= Exercise =
Please give back word for word the lines below, from the first one through the one with "the image write.".

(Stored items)
// tee_orders/src/error.rs
use anyhow::Error as AnyhowError;
use thiserror::Error;

#[derive(Debug, Error)]
pub enum OrderError {
  /// Malformed or missing caller input. User-correctable.
  #[error("Validation error: {0}")]
  Validation(String),

  #[error("Not found: {0}")]
  NotFound(String),

  /// The proof blob store rejected or failed the image write.
  #[error("Proof upload failed: {0}")]
  Upload(String),

  /// The order store could not be reached.
  #[error("Order store unavailable: {0}")]
  Unavailable(String),

  #[error("Internal error: {0}")]
  Internal(String),
}

impl OrderError {
  pub fn validation(message: impl Into<String>) -> Self {
    OrderError::Validation(message.into())
  }

  pub fn not_found(message: impl Into<String>) -> Self {
    OrderError::NotFound(message.into())
  }

  /// True for failures caused by the caller's input rather than by a collaborator.
  pub fn is_client_error(&self) -> bool {
    matches!(self, OrderError::Validation(_) | OrderError::NotFound(_))
  }
}

// Collaborators (stores, blob backends) report opaque failures through anyhow.
impl From<AnyhowError> for OrderError {
  fn from(err: AnyhowError) -> Self {
    match err.downcast::<OrderError>() {
      Ok(order_err) => order_err,
      Err(other) => OrderError::Internal(format!("{:#}", other)),
    }
  }
}

pub type OrderResult<T, E = OrderError> = std::result::Result<T, E>;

= Expected answer =
// tee_orders/src/error.rs
use anyhow::Error as AnyhowError;
use thiserror::Error;

#[derive(Debug, Error)]
pub enum OrderError {
  /// Malformed or missing caller input. User-correctable.
  #[error("Validation error: {0}")]
  Validation(String),

  #[error("Not found: {0}")]
  NotFound(String),

  /// The proof blob store rejected or failed the image write.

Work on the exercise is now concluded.